Last issue, Wonder Woman and her allies barely escaped the clutches of First Born, the first of Zeus’ demigod bastard children… well, one of them didn’t escape, sacrificing themself to save the rest.  After recuperating on New Genesis, Diana learns more about their world, which is very close to the fantastic world Jack Kirby crafted oh so many decades ago, with Super Town hovering over the remains of the rest of their planet, which serves as a reminder of the great war they fought before.  (Against Darkseid, presumably, but it’s not expressly stated.)

Later, Wonder Woman and the rest, including Orion, are brought to answer in front of Highfather, ruler of the New Gods, who demands Zeke, Zola’s son who is rumored to be the destroyer of the world(s) and sends the rest back to Earth, where they find London scorched and devastated by First Born.  Hopefully, the arrival of another of Diana’s adopted family arrives and may be able to turn the tide in their favor.  Maybe.

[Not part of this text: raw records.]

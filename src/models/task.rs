use chrono::{DateTime, Utc};
use serde::{Deserialize, Serialize};

#[derive(Debug, Clone, Copy, PartialEq, Eq, Serialize, Deserialize)]
#[serde(rename_all = "snake_case")]
pub enum TaskStatus {
    Todo,
    Doing,
    Done,
}

#[derive(Debug, Clone, PartialEq, Serialize, Deserialize)]
pub struct TaskDocument {
    pub id: String,
    pub owner_id: String,
    pub text: String,
    pub status: TaskStatus,
    pub created_at: DateTime<Utc>,
    pub updated_at: DateTime<Utc>,
}

#[derive(Debug, Clone, Serialize, Deserialize)]
pub struct NewTaskRequest {
    pub owner_id: String,
    pub text: String,
}

#[derive(Debug, Clone, Serialize, Deserialize)]
pub struct MoveTaskRequest {
    pub owner_id: String,
    pub status: TaskStatus,
}
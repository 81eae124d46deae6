// Control-plane REST client
//
// All control endpoints are POST with a JSON body and a bearer session token.
// Failure convention: a body carrying `status: "err"` is an error whose `msg`
// is surfaced verbatim; any other 2xx body is success.

use serde_json::{json, Value};
use tracing::debug;

use crate::core::history::TradeRecord;
use crate::core::robot::{CurrencySelection, Leverage, RobotSettings};
use crate::core::types::AccountContext;
use crate::error::{ConsoleError, ConsoleResult};

pub const STATUS_PATH: &str = "/robot/status";
pub const TOGGLE_PATH: &str = "/robot/toggle";
pub const SETTINGS_GET_PATH: &str = "/robot/settings/get";
pub const SETTINGS_SET_PATH: &str = "/robot/settings/set";
pub const HISTORY_PATH: &str = "/robot/history";
pub const KEY_ACTIVATE_PATH: &str = "/key/activate";
pub const KEY_PURCHASE_PATH: &str = "/key/purchase";

#[derive(Debug, Clone)]
pub struct ControlApiClient {
    client: reqwest::Client,
    base_url: String,
    token: String,
}

impl ControlApiClient {
    pub fn new(base_url: impl Into<String>, token: impl Into<String>) -> Self {
        Self {
            client: reqwest::Client::new(),
            base_url: base_url.into(),
            token: token.into(),
        }
    }

    /// Swap the session token (credential provider refreshed it).
    pub fn set_token(&mut self, token: impl Into<String>) {
        self.token = token.into();
    }

    async fn post(&self, path: &str, body: Value) -> ConsoleResult<Value> {
        let url = format!("{}{}", self.base_url.trim_end_matches('/'), path);
        debug!("POST {}", url);

        let response = self
            .client
            .post(&url)
            .bearer_auth(&self.token)
            .json(&body)
            .send()
            .await?;

        let status = response.status();
        if !status.is_success() {
            return Err(ConsoleError::Transport(format!(
                "{} answered HTTP {}",
                path, status
            )));
        }

        let value: Value = response.json().await?;

        if value.get("status").and_then(Value::as_str) == Some("err") {
            let msg = value
                .get("msg")
                .and_then(Value::as_str)
                .unwrap_or("Unknown server error")
                .to_string();
            return Err(ConsoleError::Api(msg));
        }

        Ok(value)
    }

    /// Authoritative robot run state for a context.
    pub async fn fetch_status(&self, context: AccountContext) -> ConsoleResult<bool> {
        let body = json!({ "account_type": context.as_str() });
        let value = self.post(STATUS_PATH, body).await?;

        value
            .get("robot_status")
            .and_then(Value::as_bool)
            .ok_or_else(|| ConsoleError::Parse("status response missing robot_status".to_string()))
    }

    /// Issue a start or stop command for a context.
    pub async fn toggle(&self, context: AccountContext, start: bool) -> ConsoleResult<()> {
        let body = json!({
            "robot": if start { "start" } else { "stop" },
            "account_type": context.as_str(),
        });
        self.post(TOGGLE_PATH, body).await?;
        Ok(())
    }

    pub async fn fetch_settings(&self, context: AccountContext) -> ConsoleResult<RobotSettings> {
        let body = json!({ "robot_type": context.as_str() });
        let value = self.post(SETTINGS_GET_PATH, body).await?;

        let settings = value
            .get("settings")
            .ok_or_else(|| ConsoleError::Parse("settings response missing settings".to_string()))?;

        parse_settings(settings)
    }

    pub async fn save_settings(
        &self,
        context: AccountContext,
        settings: &RobotSettings,
    ) -> ConsoleResult<()> {
        let pairs = match &settings.selected {
            CurrencySelection::All => json!("all"),
            CurrencySelection::Chosen(list) => json!(list),
        };

        let body = json!({
            "robot_type": context.as_str(),
            "leverage": settings.leverage.as_u32(),
            "minTradeAmount": settings.min_trade_amount,
            "maxTradeAmount": settings.max_trade_amount,
            "pairs": pairs,
        });
        self.post(SETTINGS_SET_PATH, body).await?;
        Ok(())
    }

    /// One page of trade history: (records, total pages).
    pub async fn fetch_history(
        &self,
        context: AccountContext,
        page: u32,
        page_size: u32,
    ) -> ConsoleResult<(Vec<TradeRecord>, u32)> {
        let body = json!({
            "robot_type": context.as_str(),
            "page": page,
            "max_on_page": page_size,
        });
        let value = self.post(HISTORY_PATH, body).await?;

        let trades = value
            .get("trades")
            .cloned()
            .ok_or_else(|| ConsoleError::Parse("history response missing trades".to_string()))?;
        let records: Vec<TradeRecord> = serde_json::from_value(trades)?;

        let pages = value
            .get("pages")
            .and_then(Value::as_u64)
            .ok_or_else(|| ConsoleError::Parse("history response missing pages".to_string()))?
            as u32;

        Ok((records, pages))
    }

    /// Activate a license key. Not idempotent: a used key cannot be
    /// reactivated. Returns the server message.
    pub async fn activate_key(&self, key: &str) -> ConsoleResult<String> {
        let body = json!({ "key": key });
        let value = self.post(KEY_ACTIVATE_PATH, body).await?;
        Ok(server_message(&value))
    }

    /// Purchase a key of the given type. Returns (message, issued key).
    pub async fn purchase_key(&self, key_type: &str) -> ConsoleResult<(String, Option<String>)> {
        let body = json!({ "key_type": key_type });
        let value = self.post(KEY_PURCHASE_PATH, body).await?;

        let key = value
            .get("key")
            .and_then(Value::as_str)
            .map(|k| k.to_string());
        Ok((server_message(&value), key))
    }
}

fn server_message(value: &Value) -> String {
    value
        .get("msg")
        .and_then(Value::as_str)
        .unwrap_or("ok")
        .to_string()
}

fn parse_settings(settings: &Value) -> ConsoleResult<RobotSettings> {
    // Wire field is spelled "avaliable_currencies" by the server
    let available = settings
        .get("avaliable_currencies")
        .and_then(Value::as_array)
        .map(|list| {
            list.iter()
                .filter_map(Value::as_str)
                .map(str::to_string)
                .collect::<Vec<_>>()
        })
        .unwrap_or_default();

    let selected = match settings.get("trade_currencies") {
        Some(Value::String(s)) if s == "all" => CurrencySelection::All,
        Some(Value::Array(list)) => CurrencySelection::Chosen(
            list.iter()
                .filter_map(Value::as_str)
                .map(str::to_string)
                .collect(),
        ),
        None => CurrencySelection::All,
        Some(other) => {
            return Err(ConsoleError::Parse(format!(
                "unexpected trade_currencies value: {}",
                other
            )))
        }
    };

    let leverage = settings
        .get("leverage")
        .and_then(Value::as_u64)
        .map(|raw| {
            Leverage::from_u32(raw as u32).ok_or_else(|| {
                ConsoleError::Parse(format!("unsupported leverage value: {}", raw))
            })
        })
        .transpose()?
        .unwrap_or(Leverage::X3);

    let min_trade_amount = settings
        .get("minTradeAmount")
        .and_then(Value::as_f64)
        .unwrap_or(RobotSettings::MIN_TRADE_FLOOR);

    let max_trade_amount = settings
        .get("maxTradeAmount")
        .and_then(Value::as_f64)
        .unwrap_or(RobotSettings::MAX_TRADE_FLOOR);

    Ok(RobotSettings {
        available_currencies: available,
        selected,
        leverage,
        min_trade_amount,
        max_trade_amount,
    })
}
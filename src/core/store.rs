// Process-wide cache of the latest market snapshot
//
// Single writer (the streaming client), many readers (independent display
// surfaces). Publication always replaces the whole snapshot reference; the
// published value is never mutated, so readers can hold an Arc across frames
// and compare references to decide whether to recompute a projection.

use std::sync::atomic::{AtomicU64, Ordering};
use std::sync::{Arc, Mutex, RwLock};
use tracing::debug;

use crate::core::snapshot::MarketSnapshot;

type Listener = Box<dyn Fn(&Arc<MarketSnapshot>) + Send + Sync>;

/// Handle returned by `subscribe`, used to unregister the listener.
#[derive(Debug, Clone, Copy, PartialEq, Eq)]
pub struct SubscriptionId(u64);

pub struct MarketDataStore {
    snapshot: RwLock<Option<Arc<MarketSnapshot>>>,
    listeners: Mutex<Vec<(u64, Listener)>>,
    next_id: AtomicU64,
}

impl Default for MarketDataStore {
    fn default() -> Self {
        Self::new()
    }
}

impl MarketDataStore {
    pub fn new() -> Self {
        Self {
            snapshot: RwLock::new(None),
            listeners: Mutex::new(Vec::new()),
            next_id: AtomicU64::new(1),
        }
    }

    /// Latest published snapshot, or None before the first frame. Callers
    /// should render `fallback_snapshot()` while this is None.
    pub fn snapshot(&self) -> Option<Arc<MarketSnapshot>> {
        self.snapshot.read().unwrap().clone()
    }

    /// Register a listener invoked synchronously on every publication, in
    /// subscription order. Listeners must not block and must not call
    /// `subscribe`/`unsubscribe` from inside the callback.
    pub fn subscribe<F>(&self, listener: F) -> SubscriptionId
    where
        F: Fn(&Arc<MarketSnapshot>) + Send + Sync + 'static,
    {
        let id = self.next_id.fetch_add(1, Ordering::Relaxed);
        self.listeners
            .lock()
            .unwrap()
            .push((id, Box::new(listener)));
        SubscriptionId(id)
    }

    pub fn unsubscribe(&self, id: SubscriptionId) {
        self.listeners.lock().unwrap().retain(|(lid, _)| *lid != id.0);
    }

    /// Drop every listener registration. Called on stream teardown.
    pub fn clear_subscribers(&self) {
        self.listeners.lock().unwrap().clear();
    }

    pub fn subscriber_count(&self) -> usize {
        self.listeners.lock().unwrap().len()
    }

    /// Replace the current snapshot and fan it out. Single-writer: only the
    /// streaming client calls this.
    pub fn publish(&self, snapshot: MarketSnapshot) {
        let snapshot = Arc::new(snapshot);
        *self.snapshot.write().unwrap() = Some(Arc::clone(&snapshot));

        let listeners = self.listeners.lock().unwrap();
        for (_, listener) in listeners.iter() {
            listener(&snapshot);
        }
    }

    /// Republish the current snapshot flagged stale. Used while the stream is
    /// disconnected so views keep the last good data but can badge it.
    pub fn mark_stale(&self) {
        let current = self.snapshot();
        match current {
            Some(snapshot) if !snapshot.stale => {
                let mut stale = (*snapshot).clone();
                stale.stale = true;
                self.publish(stale);
            }
            _ => debug!("no live snapshot to mark stale"),
        }
    }
}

‘Wonder Woman’ has been criticized for secretly being a team book and not the solo showcase it purports to be.  The cast has been whittled down just a bit and this issue strikes a nice balance.  Wonder Woman gets to shine a bit, mostly in her one on one scene with Orion, soaring over the remains of New Genesis.  Even elsewhere, she is the standout, while still emphasizing the fact that she and her allies, like it or not, are a family.  That family aspect really shines here and is pretty nice.  This book can get overly crowded, but here the balance is perfect.  Hopefully that continues as the series progresses.

It’s a lower key issue, mostly consisting of dialogue, but it sets up a real battle next issue, so as such, I think it works as a nice stopgap with solid dialogue and interesting plot developments.

Cliff Chiang’s art is the one consistently excellent part of the book.  Of course that carries on here, plus he really gets to soar when depicting the majestic home of the New Gods, with its bright, high tech look a stark contrast with this book’s grittier London setting or the more smooth, classic domain of the Greek gods.

This is a good, tight issue of this series which of course… is not always good or tight.  ‘Wonder Woman’ has been one of the most controversial and quite frankly inconsistent series of the New 52.  This issue helps remind us that it still has loads of potential and once Azzarello’s tenure ends, maybe the good will outweigh the bad.